For one, storage bandwidth has increased massively (my laptop's NVMe drives can do 2 x 3.2GB/s reads, you can get quite a few into even small servers). While memory latency and CPU throughput have not increased to the same degree.
To benefit from the increases in CPU throughput, one needs to take advantage of superscalar execution. Which isn't significantly possible with interpreted execution.
> SQLite3 compiles queries into bytecode, while PostgreSQL compiles them into AST-like tree structures
FWIW, expressions are compiled into bytecode in PostgreSQL as well. While there'd plenty benefit of doing that for query trees as well, there are not quite as much raw execution speed reason for it as there is for expressions (as the individual "steps" are much coarser, so the tree walk overhead is proportionally smaller).
Being compute-bound is pretty standard for analytic queries (i.e. computing aggregate things over larger data sets). A lot of workloads do have high reuse rates of data so you'll get a lot of data cached in memory, and a lot of the processing is pretty CPU-intensive. Columnar data formats can also achieve very high compression rates, so a relatively small amount of data read off disk turns into a large number of rows. Plus, real queries often have insanely complex expressions (giant case statements, for example), that can burn a lot of compute.
It's very different from a OLTP workload where a query will read 10s or 100s of rows via a btree index.
Actually for the case it was on SSD. Most of the access is to compressed columnar data. The main table had 500+ columns of ~140m rows but with very low entropy (e.g. gender, city/district). Each column had its own file. And queries were relatively simple. At 300MB/s (at the time) it was pretty fast. Data was mmap since as in most real life scenarios, the access to the columns had a power law distribution. Most queries could resolve with RAM data (~24GB/s at the time). Data size was over 10x the size of RAM (~128GB). IO is fast if you do mostly sequential access. Note server NVMe today is ~8x faster so the principle still applies.

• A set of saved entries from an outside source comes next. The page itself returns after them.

//! Validates an incoming tracking event payload before enrichment.

use beacon_core::model::EventType;
use serde_json::Value;

const REQUIRED_FIELDS: &[&str] = &["session_id", "event_type", "domain", "path"];

/// Returns `Err(message)` describing the first validation failure, mirroring
/// the order the original handler checked fields: presence, then domain
/// allow-list, then event type.
pub fn validate_event(raw: &Value, allowed_domains: &[String]) -> Result<(), String> {
    let obj = raw.as_object().ok_or_else(|| "Event must be a JSON object".to_string())?;

    for field in REQUIRED_FIELDS {
        if !obj.contains_key(*field) || obj.get(*field).is_some_and(Value::is_null) {
            return Err(format!("Missing required field: {field}"));
        }
    }

    let domain = obj.get("domain").and_then(Value::as_str).unwrap_or_default();
    if !allowed_domains.iter().any(|d| d == domain) {
        return Err(format!("Domain not allowed: {domain}"));
    }

    let event_type = obj.get("event_type").and_then(Value::as_str).unwrap_or_default();
    if EventType::parse(event_type).is_none() {
        return Err(format!("Invalid event type: {event_type}"));
    }

    Ok(())
}

#[cfg(test)]
mod tests {
    use super::*;
    use serde_json::json;

    fn domains() -> Vec<String> {
        vec!["myfantasy.ai".to_string()]
    }

    #[test]
    fn accepts_well_formed_event() {
        let event = json!({"session_id": "s1", "event_type": "pageview", "domain": "myfantasy.ai", "path": "/"});
        assert!(validate_event(&event, &domains()).is_ok());
    }

    #[test]
    fn rejects_missing_field() {
        let event = json!({"event_type": "pageview", "domain": "myfantasy.ai", "path": "/"});
        assert_eq!(validate_event(&event, &domains()).unwrap_err(), "Missing required field: session_id");
    }

    #[test]
    fn rejects_disallowed_domain() {
        let event = json!({"session_id": "s1", "event_type": "pageview", "domain": "evil.com", "path": "/"});
        assert_eq!(validate_event(&event, &domains()).unwrap_err(), "Domain not allowed: evil.com");
    }

    #[test]
    fn rejects_unknown_event_type() {
        let event = json!({"session_id": "s1", "event_type": "click", "domain": "myfantasy.ai", "path": "/"});
        assert_eq!(validate_event(&event, &domains()).unwrap_err(), "Invalid event type: click");
    }
}
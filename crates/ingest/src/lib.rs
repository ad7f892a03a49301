pub mod controller;
pub mod error;
pub mod event_writer;
pub mod log_parser;
pub mod log_reader;
pub mod path_filter;
pub mod rollup_writer;

pub use controller::{IngestionController, IngestionSummary};
pub use error::IngestError;
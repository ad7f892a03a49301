use std::env;

use serde::{Deserialize, Serialize};

use crate::error::BeaconError;

/// Load .env file (silently ignores if missing).
pub fn load_dotenv() {
    dotenvy::dotenv().ok();
}

fn env_or(key: &str, default: &str) -> String {
    env::var(key).unwrap_or_else(|_| default.to_string())
}

fn env_opt(key: &str) -> Option<String> {
    env::var(key).ok().filter(|s| !s.is_empty())
}

/// Read a profiled env var: tries {PROFILE}_{KEY} first, falls back to {KEY}.
fn profiled_env_opt(profile: &str, key: &str) -> Option<String> {
    if !profile.is_empty() {
        let prefixed = format!("{}_{}", profile, key);
        if let Some(v) = env_opt(&prefixed) {
            return Some(v);
        }
    }
    env_opt(key)
}

fn profiled_env_or(profile: &str, key: &str, default: &str) -> String {
    profiled_env_opt(profile, key).unwrap_or_else(|| default.to_string())
}

fn profiled_env_u16(profile: &str, key: &str, default: u16) -> u16 {
    profiled_env_opt(profile, key)
        .and_then(|v| v.parse().ok())
        .unwrap_or(default)
}

fn profiled_env_u32(profile: &str, key: &str, default: u32) -> u32 {
    profiled_env_opt(profile, key)
        .and_then(|v| v.parse().ok())
        .unwrap_or(default)
}

fn profiled_env_list(profile: &str, key: &str) -> Vec<String> {
    profiled_env_opt(profile, key)
        .map(|v| {
            v.split(',')
                .map(|s| s.trim().to_string())
                .filter(|s| !s.is_empty())
                .collect()
        })
        .unwrap_or_default()
}

// ── Top-level config ──────────────────────────────────────────

#[derive(Debug, Clone, Serialize, Deserialize)]
pub struct Config {
    /// Active profile name (empty = default).
    pub profile: String,
    pub env: String,
    pub log_level: String,
    pub aws: AwsConfig,
    pub store: StoreConfig,
    pub queue: QueueConfig,
    pub tracker: TrackerConfig,
    pub filter: FilterConfig,
}

/// Well-known env keys that identify a profile when prefixed.
const PROFILE_MARKER_KEYS: &[&str] = &["AWS_ACCESS_KEY_ID", "TABLE_NAME", "SESSIONS_TABLE", "QUEUE_URL"];

impl Config {
    /// Build config from environment variables (call `load_dotenv()` first).
    /// Profile is read from `BEACON_PROFILE` env var. When set (e.g. `PROD`),
    /// every key is first looked up as `{PROFILE}_{KEY}`, falling back to `{KEY}`.
    pub fn from_env() -> Self {
        let profile = env_or("BEACON_PROFILE", "").to_uppercase();
        Self::for_profile(&profile)
    }

    /// Build config for a specific named profile (empty string = default).
    pub fn for_profile(profile: &str) -> Self {
        let p = profile.to_uppercase();
        let p = p.as_str();
        Self {
            profile: p.to_string(),
            env: profiled_env_or(p, "ENV", "dev"),
            log_level: profiled_env_or(p, "LOG_LEVEL", "info"),
            aws: AwsConfig::from_env_profiled(p),
            store: StoreConfig::from_env_profiled(p),
            queue: QueueConfig::from_env_profiled(p),
            tracker: TrackerConfig::from_env_profiled(p),
            filter: FilterConfig::from_env_profiled(p),
        }
    }

    /// Discover available profiles by scanning env vars for `{PREFIX}_{MARKER_KEY}` patterns.
    /// Always includes "default" (the unprefixed config).
    pub fn available_profiles() -> Vec<String> {
        let mut profiles = std::collections::BTreeSet::new();
        profiles.insert("default".to_string());

        for (key, _) in env::vars() {
            for marker in PROFILE_MARKER_KEYS {
                if let Some(prefix) = key.strip_suffix(&format!("_{}", marker)) {
                    if !prefix.is_empty()
                        && prefix.chars().all(|c| c.is_ascii_uppercase() || c == '_')
                    {
                        profiles.insert(prefix.to_string());
                    }
                }
            }
        }

        profiles.into_iter().collect()
    }

    pub fn profile_label(&self) -> &str {
        if self.profile.is_empty() { "default" } else { &self.profile }
    }

    /// Require that `key` was explicitly set (as `{PROFILE}_{KEY}` or
    /// unprefixed `{KEY}`), not merely defaulted by one of the `*Config`
    /// loaders. Call this at process startup for anything the service
    /// cannot run sensibly without — a missing `TABLE_NAME` or
    /// `SESSIONS_TABLE` should refuse to start rather than silently write
    /// to a table nobody configured.
    pub fn require_configured(&self, key: &str) -> Result<(), BeaconError> {
        profiled_env_opt(&self.profile, key).map(|_| ()).ok_or_else(|| {
            BeaconError::Config(format!("{key} is not set (required at startup, no default permitted)"))
        })
    }

    /// Print a redacted summary for startup logs.
    pub fn log_summary(&self) {
        tracing::info!("Config loaded (profile: {}, env: {}):", self.profile_label(), self.env);
        tracing::info!("  aws:     region={}", self.aws.region);
        tracing::info!("  store:   table={}, sessions_table={}", self.store.table_name, self.store.sessions_table);
        tracing::info!("  queue:   url={}", self.queue.queue_url.as_deref().unwrap_or("(none)"));
        tracing::info!("  tracker: host={}, port={}, allowed_domains={}", self.tracker.host, self.tracker.port, self.tracker.allowed_domains.len());
        tracing::info!("  filter:  extensions={}, paths={}", self.filter.excluded_extensions.len(), self.filter.excluded_paths.len());
    }

    /// Return a redacted view safe for API responses (no secrets).
    pub fn redacted_summary(&self) -> serde_json::Value {
        serde_json::json!({
            "profile": self.profile_label(),
            "env": self.env,
            "aws": { "region": self.aws.region, "configured": self.aws.is_configured() },
            "store": { "table_name": self.store.table_name, "sessions_table": self.store.sessions_table },
            "tracker": { "host": self.tracker.host, "port": self.tracker.port, "allowed_domains": self.tracker.allowed_domains },
        })
    }
}

// ── AWS ───────────────────────────────────────────────────────

#[derive(Debug, Clone, Serialize, Deserialize)]
pub struct AwsConfig {
    pub region: String,
    pub access_key_id: Option<String>,
    pub secret_access_key: Option<String>,
    pub session_token: Option<String>,
    pub endpoint_url: Option<String>,
}

impl AwsConfig {
    fn from_env_profiled(p: &str) -> Self {
        Self {
            region: profiled_env_or(p, "AWS_REGION", "us-east-1"),
            access_key_id: profiled_env_opt(p, "AWS_ACCESS_KEY_ID"),
            secret_access_key: profiled_env_opt(p, "AWS_SECRET_ACCESS_KEY"),
            session_token: profiled_env_opt(p, "AWS_SESSION_TOKEN"),
            endpoint_url: profiled_env_opt(p, "AWS_ENDPOINT_URL"),
        }
    }

    pub fn is_configured(&self) -> bool {
        self.access_key_id.is_some()
    }
}

// ── Event Store ───────────────────────────────────────────────

#[derive(Debug, Clone, Serialize, Deserialize)]
pub struct StoreConfig {
    /// Table holding request events and rollups.
    pub table_name: String,
    /// Table holding journey-tracker session events.
    pub sessions_table: String,
    /// TTL window for event and rollup rows, in days.
    pub ttl_days: i64,
}

impl StoreConfig {
    fn from_env_profiled(p: &str) -> Self {
        Self {
            table_name: profiled_env_or(p, "TABLE_NAME", "beacon-events"),
            sessions_table: profiled_env_or(p, "SESSIONS_TABLE", "beacon-sessions"),
            ttl_days: profiled_env_u32(p, "TTL_DAYS", 90) as i64,
        }
    }
}

// ── Delivery queue ────────────────────────────────────────────

#[derive(Debug, Clone, Serialize, Deserialize)]
pub struct QueueConfig {
    pub queue_url: Option<String>,
    pub dlq_url: Option<String>,
    pub visibility_timeout_secs: u32,
}

impl QueueConfig {
    fn from_env_profiled(p: &str) -> Self {
        Self {
            queue_url: profiled_env_opt(p, "QUEUE_URL"),
            dlq_url: profiled_env_opt(p, "QUEUE_DLQ_URL"),
            visibility_timeout_secs: profiled_env_u32(p, "QUEUE_VISIBILITY_TIMEOUT_SECS", 30),
        }
    }
}

// ── Journey tracker HTTP service ──────────────────────────────

#[derive(Debug, Clone, Serialize, Deserialize)]
pub struct TrackerConfig {
    pub host: String,
    pub port: u16,
    pub allowed_domains: Vec<String>,
}

impl TrackerConfig {
    fn from_env_profiled(p: &str) -> Self {
        Self {
            host: profiled_env_or(p, "TRACKER_HOST", "0.0.0.0"),
            port: profiled_env_u16(p, "TRACKER_PORT", 8080),
            allowed_domains: profiled_env_list(p, "ALLOWED_DOMAINS"),
        }
    }
}

// ── Path filter ───────────────────────────────────────────────

#[derive(Debug, Clone, Serialize, Deserialize)]
pub struct FilterConfig {
    pub excluded_extensions: Vec<String>,
    pub excluded_paths: Vec<String>,
}

impl FilterConfig {
    fn from_env_profiled(p: &str) -> Self {
        Self {
            excluded_extensions: profiled_env_list(p, "EXCLUDED_EXTENSIONS")
                .into_iter()
                .map(|s| s.to_lowercase())
                .collect(),
            excluded_paths: profiled_env_list(p, "EXCLUDED_PATHS"),
        }
    }
}

#[cfg(test)]
mod tests {
    use super::*;

    #[test]
    fn default_profile_has_sane_defaults() {
        let cfg = Config::for_profile("");
        assert_eq!(cfg.profile_label(), "default");
        assert_eq!(cfg.store.table_name, "beacon-events");
        assert_eq!(cfg.queue.visibility_timeout_secs, 30);
    }

    #[test]
    fn profiled_lookup_falls_back_to_unprefixed() {
        // SAFETY: tests run single-threaded per-process for env mutation here is acceptable
        std::env::set_var("TEST_MARKER_TABLE_NAME_FALLBACK", "unused");
        std::env::remove_var("TEST_MARKER_TABLE_NAME_FALLBACK");
        assert_eq!(profiled_env_or("NOPE", "TABLE_NAME", "fallback"), "fallback");
    }

    #[test]
    fn filter_config_lowercases_extensions() {
        std::env::set_var("EXCLUDED_EXTENSIONS", "CSS,.JS, .png");
        let filter = FilterConfig::from_env_profiled("");
        assert_eq!(filter.excluded_extensions, vec!["css", ".js", ".png"]);
        std::env::remove_var("EXCLUDED_EXTENSIONS");
    }

    #[test]
    fn require_configured_errors_when_absent_even_though_defaulted() {
        // StoreConfig::table_name defaults to "beacon-events" either way, but
        // require_configured must still refuse an unset TABLE_NAME.
        std::env::remove_var("TABLE_NAME");
        std::env::remove_var("REQUIRE_CONFIGURED_TEST_UNSET_MISSING_TABLE_NAME");
        let cfg = Config::for_profile("REQUIRE_CONFIGURED_TEST_UNSET");
        assert_eq!(cfg.store.table_name, "beacon-events");
        assert!(cfg.require_configured("TABLE_NAME").is_err());
    }

    #[test]
    fn require_configured_succeeds_when_present() {
        std::env::set_var("REQUIRE_CONFIGURED_TEST_PRESENT_TABLE_NAME", "real-table");
        let cfg = Config::for_profile("REQUIRE_CONFIGURED_TEST_PRESENT");
        assert!(cfg.require_configured("TABLE_NAME").is_ok());
        std::env::remove_var("REQUIRE_CONFIGURED_TEST_PRESENT_TABLE_NAME");
    }
}
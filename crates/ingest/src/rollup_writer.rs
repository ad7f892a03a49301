//! Two-phase rollup aggregation: accumulate in memory per delivered
//! object, then push atomic `ADD` updates for each of the four rollup
//! families. Each family's remote update is independently fault-tolerant —
//! a failure updating one counter is logged and skipped, never aborting
//! the others.

use std::collections::{HashMap, HashSet};

use beacon_core::model::EventRecord;
use beacon_store::DynamoDbStore;
use tracing::{info, warn};

#[derive(Default)]
struct DailyAccumulator {
    requests: i64,
    ips: HashSet<String>,
}

/// Phase 1: in-memory per-object aggregation over the four rollup families.
#[derive(Default)]
pub struct RollupAccumulator {
    daily: HashMap<(String, String), DailyAccumulator>,
    pages: HashMap<(String, String, String), i64>,
    referrers: HashMap<(String, String, String), i64>,
    hours: HashMap<(String, String, String), i64>,
}

impl RollupAccumulator {
    pub fn new() -> Self {
        Self::default()
    }

    pub fn accumulate(&mut self, events: &[EventRecord]) {
        for event in events {
            let daily_key = (event.domain.clone(), event.date.clone());
            let daily = self.daily.entry(daily_key).or_default();
            daily.requests += 1;
            if let Some(ref ip) = event.client_ip {
                daily.ips.insert(ip.clone());
            }

            *self
                .pages
                .entry((event.domain.clone(), event.date.clone(), event.path.clone()))
                .or_insert(0) += 1;

            if let Some(ref referrer_domain) = event.referrer_domain {
                *self
                    .referrers
                    .entry((event.domain.clone(), event.date.clone(), referrer_domain.clone()))
                    .or_insert(0) += 1;
            }

            *self
                .hours
                .entry((event.domain.clone(), event.date.clone(), event.hour().to_string()))
                .or_insert(0) += 1;
        }
    }

    /// Phase 2: push every accumulated delta as an atomic remote `ADD`.
    /// Returns the count of counters that failed to update (for metrics);
    /// never returns an `Err` — this phase degrades, it never aborts.
    pub async fn flush(&self, store: &DynamoDbStore, table: &str) -> u32 {
        let mut failed = 0u32;

        for ((domain, date), acc) in &self.daily {
            let ips: Vec<String> = acc.ips.iter().cloned().collect();
            if let Err(e) = store.add_daily_stats(table, domain, date, acc.requests, &ips).await {
                warn!(domain, date, error = %e, "failed to update daily rollup");
                failed += 1;
            }
        }

        for ((domain, date, path), count) in &self.pages {
            if let Err(e) = store.add_page_count(table, domain, date, path, *count).await {
                warn!(domain, date, path, error = %e, "failed to update page rollup");
                failed += 1;
            }
        }

        for ((domain, date, referrer_domain), count) in &self.referrers {
            if let Err(e) = store.add_referrer_count(table, domain, date, referrer_domain, *count).await {
                warn!(domain, date, referrer_domain, error = %e, "failed to update referrer rollup");
                failed += 1;
            }
        }

        for ((domain, date, hour), count) in &self.hours {
            if let Err(e) = store.add_hour_count(table, domain, date, hour, *count).await {
                warn!(domain, date, hour, error = %e, "failed to update hourly rollup");
                failed += 1;
            }
        }

        info!(
            daily = self.daily.len(),
            pages = self.pages.len(),
            referrers = self.referrers.len(),
            hours = self.hours.len(),
            failed,
            "rollup flush complete"
        );

        failed
    }
}

pub struct RollupWriter<'a> {
    store: &'a DynamoDbStore,
    table: String,
}

impl<'a> RollupWriter<'a> {
    pub fn new(store: &'a DynamoDbStore, table: impl Into<String>) -> Self {
        Self { store, table: table.into() }
    }

    pub async fn write(&self, events: &[EventRecord]) -> u32 {
        if events.is_empty() {
            return 0;
        }
        let mut acc = RollupAccumulator::new();
        acc.accumulate(events);
        acc.flush(self.store, &self.table).await
    }
}
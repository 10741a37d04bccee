// Logsight - GPL-3.0-or-later
// This file is part of Logsight.
//
// Copyright (C) 2026 Daniel Freiermuth
//
// Logsight is free software: you can redistribute it and/or modify
// it under the terms of the GNU General Public License as published by
// the Free Software Foundation, either version 3 of the License, or
// (at your option) any later version.
//
// Logsight is distributed in the hope that it will be useful,
// but WITHOUT ANY WARRANTY; without even the implied warranty of
// MERCHANTABILITY or FITNESS FOR A PARTICULAR PURPOSE.  See the
// GNU General Public License for more details.
//
// You should have received a copy of the GNU General Public License
// along with Logsight.  If not, see <https://www.gnu.org/licenses/>.

pub mod aggregate;
pub mod dashboard;
pub mod filter;
pub mod histogram;
pub mod refresher;
pub mod selection;
pub mod snapshot;
pub mod snapshot_cache;

pub use aggregate::{aggregate_by_category, aggregate_by_service, aggregate_by_severity, Bucket};
pub use dashboard::{Dashboard, DrillDownView, RecordView, Summary};
pub use filter::{filter_by_category, filter_by_service, filter_by_severity, Selection};
pub use histogram::{aggregate_by_day, DateBucket};
pub use refresher::{RefreshOutcome, RefreshTicket, Refresher};
pub use selection::DrillDown;
pub use snapshot::Snapshot;
pub use snapshot_cache::{Published, SnapshotCache};
// Logsight - GPL-3.0-or-later
// This file is part of Logsight.
//
// Copyright (C) 2026 Daniel Freiermuth
//
// Logsight is free software: you can redistribute it and/or modify
// it under the terms of the GNU General Public License as published by
// the Free Software Foundation, either version 3 of the License, or
// (at your option) any later version.
//
// Logsight is distributed in the hope that it will be useful,
// but WITHOUT ANY WARRANTY; without even the implied warranty of
// MERCHANTABILITY or FITNESS FOR A PARTICULAR PURPOSE.  See the
// GNU General Public License for more details.
//
// You should have received a copy of the GNU General Public License
// along with Logsight.  If not, see <https://www.gnu.org/licenses/>.

//! Severity tiers, chart-ready aggregates and consistent drill-down
//! filtering for log records scored by an anomaly-detection model.

pub mod anomaly;
pub mod client;
pub mod config;
pub mod core;
pub mod parser;
pub mod ui;
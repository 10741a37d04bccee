// Logsight - GPL-3.0-or-later
// This file is part of Logsight.
//
// Copyright (C) 2026 Daniel Freiermuth
//
// Logsight is free software: you can redistribute it and/or modify
// it under the terms of the GNU General Public License as published by
// the Free Software Foundation, either version 3 of the License, or
// (at your option) any later version.
//
// Logsight is distributed in the hope that it will be useful,
// but WITHOUT ANY WARRANTY; without even the implied warranty of
// MERCHANTABILITY or FITNESS FOR A PARTICULAR PURPOSE.  See the
// GNU General Public License for more details.
//
// You should have received a copy of the GNU General Public License
// along with Logsight.  If not, see <https://www.gnu.org/licenses/>.

//! Severity tiers derived from the raw model score.

use serde::{Deserialize, Serialize};
use std::fmt;
use std::str::FromStr;

/// Discrete severity, ordered so that a greater value is more severe.
#[derive(Debug, Clone, Copy, PartialEq, Eq, PartialOrd, Ord, Hash, Serialize, Deserialize)]
#[serde(rename_all = "lowercase")]
pub enum SeverityLevel {
    Normal,
    Low,
    Moderate,
    Severe,
    Critical,
}

/// Display information for a severity badge.
#[derive(Debug, Clone, Copy, PartialEq, Eq, Serialize)]
#[serde(rename_all = "camelCase")]
pub struct SeverityTier {
    pub level: SeverityLevel,
    pub label: &'static str,
    pub color: &'static str,
    pub background_color: &'static str,
    pub border_color: &'static str,
}

/// Exclusive upper bounds, checked in order. First match wins; anything
/// not below the last bound is `Normal`. A score equal to a bound therefore
/// lands in the less severe tier.
const SEVERITY_RULES: [(f64, SeverityLevel); 4] = [
    (-0.5, SeverityLevel::Critical),
    (-0.2, SeverityLevel::Severe),
    (-0.05, SeverityLevel::Moderate),
    (0.0, SeverityLevel::Low),
];

impl SeverityLevel {
    /// All levels, most severe first
    pub const ALL: [Self; 5] = [
        Self::Critical,
        Self::Severe,
        Self::Moderate,
        Self::Low,
        Self::Normal,
    ];

    /// Classify a raw score. Uses the raw value, no clamping.
    /// The model's `isAnomaly` flag is deliberately not an input.
    #[must_use]
    pub fn from_score(score: f64) -> Self {
        SEVERITY_RULES
            .iter()
            .find(|(bound, _)| score < *bound)
            .map_or(Self::Normal, |&(_, level)| level)
    }

    #[must_use]
    pub const fn label(self) -> &'static str {
        match self {
            Self::Critical => "Critical",
            Self::Severe => "Severe",
            Self::Moderate => "Moderate",
            Self::Low => "Low",
            Self::Normal => "Normal",
        }
    }

    #[must_use]
    pub const fn tier(self) -> SeverityTier {
        let (color, background_color, border_color) = match self {
            Self::Critical => ("#dc2626", "rgba(220, 38, 38, 0.1)", "rgba(220, 38, 38, 0.3)"),
            Self::Severe => ("#ea580c", "rgba(234, 88, 12, 0.1)", "rgba(234, 88, 12, 0.3)"),
            Self::Moderate => ("#d97706", "rgba(217, 119, 6, 0.1)", "rgba(217, 119, 6, 0.3)"),
            Self::Low => ("#ca8a04", "rgba(202, 138, 4, 0.1)", "rgba(202, 138, 4, 0.3)"),
            Self::Normal => ("#16a34a", "rgba(22, 163, 74, 0.1)", "rgba(22, 163, 74, 0.3)"),
        };
        SeverityTier {
            level: self,
            label: self.label(),
            color,
            background_color,
            border_color,
        }
    }
}

/// Severity tier for a raw model score
#[must_use]
pub fn classify(score: f64) -> SeverityTier {
    SeverityLevel::from_score(score).tier()
}

impl fmt::Display for SeverityLevel {
    fn fmt(&self, f: &mut fmt::Formatter<'_>) -> fmt::Result {
        f.write_str(self.label())
    }
}

impl FromStr for SeverityLevel {
    type Err = String;

    fn from_str(s: &str) -> Result<Self, Self::Err> {
        Self::ALL
            .into_iter()
            .find(|level| level.label().eq_ignore_ascii_case(s.trim()))
            .ok_or_else(|| {
                format!("unknown severity '{s}' (expected critical, severe, moderate, low or normal)")
            })
    }
}
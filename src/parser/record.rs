// Logsight - GPL-3.0-or-later
// This file is part of Logsight.
//
// Copyright (C) 2026 Daniel Freiermuth
//
// Logsight is free software: you can redistribute it and/or modify
// it under the terms of the GNU General Public License as published by
// the Free Software Foundation, either version 3 of the License, or
// (at your option) any later version.
//
// Logsight is distributed in the hope that it will be useful,
// but WITHOUT ANY WARRANTY; without even the implied warranty of
// MERCHANTABILITY or FITNESS FOR A PARTICULAR PURPOSE.  See the
// GNU General Public License for more details.
//
// You should have received a copy of the GNU General Public License
// along with Logsight.  If not, see <https://www.gnu.org/licenses/>.

use chrono::{DateTime, Local, NaiveDate, TimeZone};
use serde::{Deserialize, Serialize};

/// A single log record as served by the log service, already scored by the
/// anomaly model.
#[derive(Debug, Clone, PartialEq, Serialize, Deserialize)]
#[serde(rename_all = "camelCase")]
pub struct LogRecord {
    pub id: String,
    pub service_name: String,
    pub message: String,
    /// Event time in epoch milliseconds
    pub timestamp: i64,
    /// Flag set by the upstream model. Severity classification does not look at it.
    pub is_anomaly: bool,
    /// Raw model score, nominally in [-1, 1]. More negative = more anomalous.
    pub score: f64,
}

impl LogRecord {
    pub fn new(
        id: impl Into<String>,
        service_name: impl Into<String>,
        message: impl Into<String>,
        timestamp: i64,
        score: f64,
    ) -> Self {
        Self {
            id: id.into(),
            service_name: service_name.into(),
            message: message.into(),
            timestamp,
            is_anomaly: false,
            score,
        }
    }

    #[must_use]
    pub const fn with_anomaly_flag(mut self, is_anomaly: bool) -> Self {
        self.is_anomaly = is_anomaly;
        self
    }

    /// Event time in the viewer's local time zone
    #[must_use]
    pub fn local_time(&self) -> Option<DateTime<Local>> {
        Local.timestamp_millis_opt(self.timestamp).single()
    }

    /// Calendar date of the event in the viewer's local time zone
    #[must_use]
    pub fn local_date(&self) -> Option<NaiveDate> {
        self.local_time().map(|ts| ts.date_naive())
    }
}
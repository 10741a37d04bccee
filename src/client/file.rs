// Logsight - GPL-3.0-or-later
// This file is part of Logsight.
//
// Copyright (C) 2026 Daniel Freiermuth
//
// Logsight is free software: you can redistribute it and/or modify
// it under the terms of the GNU General Public License as published by
// the Free Software Foundation, either version 3 of the License, or
// (at your option) any later version.
//
// Logsight is distributed in the hope that it will be useful,
// but WITHOUT ANY WARRANTY; without even the implied warranty of
// MERCHANTABILITY or FITNESS FOR A PARTICULAR PURPOSE.  See the
// GNU General Public License for more details.
//
// You should have received a copy of the GNU General Public License
// along with Logsight.  If not, see <https://www.gnu.org/licenses/>.

use super::{FetchError, LogQuery, SnapshotSource};
use crate::parser::{parse_snapshot_document, ParsedSnapshot, SnapshotDocument, SnapshotError};
use std::path::{Path, PathBuf};

/// Serves snapshots from a JSON document on disk. The file is re-read on
/// every fetch so watch mode picks up edits.
#[derive(Debug, Clone)]
pub struct FileSource {
    path: PathBuf,
}

impl FileSource {
    #[must_use]
    pub fn new(path: impl Into<PathBuf>) -> Self {
        Self { path: path.into() }
    }

    #[must_use]
    pub fn path(&self) -> &Path {
        &self.path
    }

    async fn read_document(&self) -> Result<SnapshotDocument, FetchError> {
        let contents =
            tokio::fs::read_to_string(&self.path)
                .await
                .map_err(|source| SnapshotError::Io {
                    path: self.path.clone(),
                    source,
                })?;
        Ok(parse_snapshot_document(&contents)?)
    }
}

impl SnapshotSource for FileSource {
    async fn fetch_logs(&self, query: &LogQuery) -> Result<ParsedSnapshot, FetchError> {
        Ok(self.fetch_snapshot(query).await?.logs)
    }

    async fn fetch_anomalies(&self) -> Result<ParsedSnapshot, FetchError> {
        Ok(self.read_document().await?.anomalies)
    }

    /// One read per refresh, so both collections come from the same file contents
    async fn fetch_snapshot(&self, query: &LogQuery) -> Result<SnapshotDocument, FetchError> {
        let document = self.read_document().await?;
        Ok(SnapshotDocument {
            logs: ParsedSnapshot {
                records: query.apply(document.logs.records),
                rejected: document.logs.rejected,
            },
            anomalies: document.anomalies,
        })
    }

    fn describe(&self) -> String {
        self.path.display().to_string()
    }
}
pub mod category;
pub mod normalizer;
pub mod severity;

pub use category::Category;
pub use normalizer::to_ten_scale;
pub use severity::{SeverityLevel, SeverityTier};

The main thing here is the simplicity of the architecture and combining HyPer, careful mmap usage, and having SQLite engine do all the other non-critical work. So this way this system could be implemented on time by 1 main developer (rockstar dev, Marcelo) and a tiny little help from me.
(Actual author of the idea/architecture here, not mentioned on the paper, but that's life, haha)
That's pretty sweet information. For columnar db, LLVM definitely helps as columnar wants to cram as much small type data as possible in memory and runs the CPU over them. I would imagine the condition evaluation in the where-clause would be benefited the most since it's mostly an evaluation of dynamic expression.
It's not completely uncommon for SQL code execution, especially in complicated legacy systems, to become a performance bottleneck. You normally think of data access being the resource the server is trying to manage, but occasionally it needs to churn on that data as its querying it (because the computed values can't be stored for some crazy reason). In such situations, it would surely be nice to have SQL code itself able to access low level optimizations.
Most SQL engines implement the query engine as a virtual machine that traverses the result on a row by row basis, under the presumption that I/O is the bottleneck. In other words, this is very slow on modern hardware.
SQL is mostly "do the same thing a billion times", which aligns very closely with generating code for the inner loop, particularly when the inner loop can be generated without branches.
SQL codegen is basically an industry standard for large-scale sql query processing on top of a large-scale column store. I work one of the few engines at this scale which does not do go query stage codegen & instead uses source codegen vectorized primitives instead of query time (Apache Hive, specifically & the only other one in the same style is Google's supersonic engine).
And as far as I know Redshift's horrible query compilation performance is derived from using C++ codegen which forks gcc inside (not sure why this is so slow though, almost feels like untuned gcc flags or something).